In an interview with RTL on Friday, Corinne Cahen opted not to speculate on who could replace her as Minister for Families if she is successful in her bid to become mayor of Luxembourg City.

Although the DP's leading candidates in the capital are Lydie Polfer and Patrick Goldschmit, Cahen said "it is up to the voters to decide". Cahen would accept whichever role voters gave her, she said, and confirmed she would resign from her role in parliament if she is elected during the municipal elections. "I have always loved participating in these projects, and the capital is of particular interest to me in the years to come."

Cahen joined the list of candidates for the municipal elections because she hopes to become more involved in her home city, and the challenges which lie ahead are massive: housing, cohabitation, mobility, and life in a city adapting to the future, whilst respecting the constraints of climate change.
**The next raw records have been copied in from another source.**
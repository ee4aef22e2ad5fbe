//! Client for the remote repair-script catalog.
//!
//! The catalog is a JSON document `{"map": [{"id": .., "path": .., ...}]}`
//! published alongside the scripts. It is fetched on every use and never
//! cached.

use async_trait::async_trait;
use serde::{Deserialize, Serialize};
use tracing::debug;

use crate::config::RepairConfig;
use crate::error::{RepairError, Result};

/// One published repair script.
#[derive(Debug, Clone, PartialEq, Serialize, Deserialize)]
pub struct ScriptCatalogEntry {
    /// Run identifier passed as `--run-id`
    pub id: String,
    /// Script path relative to the repository root
    pub path: String,
    #[serde(default, skip_serializing_if = "Option::is_none")]
    pub description: Option<String>,
    /// Any further metadata published with the entry
    #[serde(flatten)]
    pub extra: serde_json::Map<String, serde_json::Value>,
}

impl ScriptCatalogEntry {
    pub fn new(id: &str, path: &str) -> Self {
        Self {
            id: id.to_string(),
            path: path.to_string(),
            description: None,
            extra: serde_json::Map::new(),
        }
    }
}

/// The catalog document.
#[derive(Debug, Clone, Default, PartialEq, Serialize, Deserialize)]
pub struct ScriptMap {
    #[serde(default)]
    pub map: Vec<ScriptCatalogEntry>,
}

impl ScriptMap {
    pub fn new(entries: Vec<ScriptCatalogEntry>) -> Self {
        Self { map: entries }
    }

    /// Script path for `run_id`.
    pub fn resolve(&self, run_id: &str) -> Result<&str> {
        self.map
            .iter()
            .find(|e| e.id == run_id)
            .map(|e| e.path.as_str())
            .ok_or_else(|| RepairError::RunScriptNotFoundForId(run_id.to_string()))
    }

    pub fn len(&self) -> usize {
        self.map.len()
    }

    pub fn is_empty(&self) -> bool {
        self.map.is_empty()
    }
}

/// Source of the script catalog.
#[async_trait]
pub trait ScriptCatalog: Send + Sync {
    /// Fetch the whole catalog.
    async fn fetch_map(&self) -> Result<ScriptMap>;

    /// Fetch the catalog and resolve `run_id` to a script path.
    async fn fetch_script_path(&self, run_id: &str) -> Result<String> {
        let map = self.fetch_map().await?;
        map.resolve(run_id).map(str::to_string)
    }
}

/// Catalog fetched over HTTP.
#[derive(Debug, Clone)]
pub struct HttpScriptCatalog {
    url: String,
    client: reqwest::Client,
}

impl HttpScriptCatalog {
    pub fn new(url: &str, timeout: std::time::Duration) -> Result<Self> {
        let client = reqwest::Client::builder()
            .user_agent(concat!("vm-repair/", env!("CARGO_PKG_VERSION")))
            .timeout(timeout)
            .build()?;
        Ok(Self {
            url: url.to_string(),
            client,
        })
    }

    pub fn from_config(config: &RepairConfig) -> Result<Self> {
        Self::new(&config.script_map_url, config.catalog_timeout())
    }

    pub fn url(&self) -> &str {
        &self.url
    }
}

#[async_trait]
impl ScriptCatalog for HttpScriptCatalog {
    async fn fetch_map(&self) -> Result<ScriptMap> {
        debug!(url = %self.url, "fetching run script catalog");
        let map = self
            .client
            .get(&self.url)
            .send()
            .await?
            .error_for_status()?
            .json::<ScriptMap>()
            .await?;
        debug!(entries = map.len(), "run script catalog fetched");
        Ok(map)
    }
}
Read also: All you need to know about the 2023 municipal elections

The minister envisions a city centre without cars, where every vehicle would have its place. "It's about quality of life in the city," Cahen explained, while maintaining that this vision will not contradict mayor Lydie Polfer's current policies. "We are in the midst of evolution, we need to move with the times," she added.

Cahen declined to comment on the CSV's choice of Luc Frieden as their national leading candidate for the parliamentary elections. Instead, she chose to highlight that the DP would propose "modern policies" for their part.

So far, the number of foreigners registering to vote in the municipal elections is relatively low, but Cahen does not believe this low participation is down to poor communication. "We have launched many campaigns to encourage registration, but we can do better," she said. Cahen added that registrations would likely increase as the elections approach, noting that officials recorded three times as many registrations in January compared to previous months.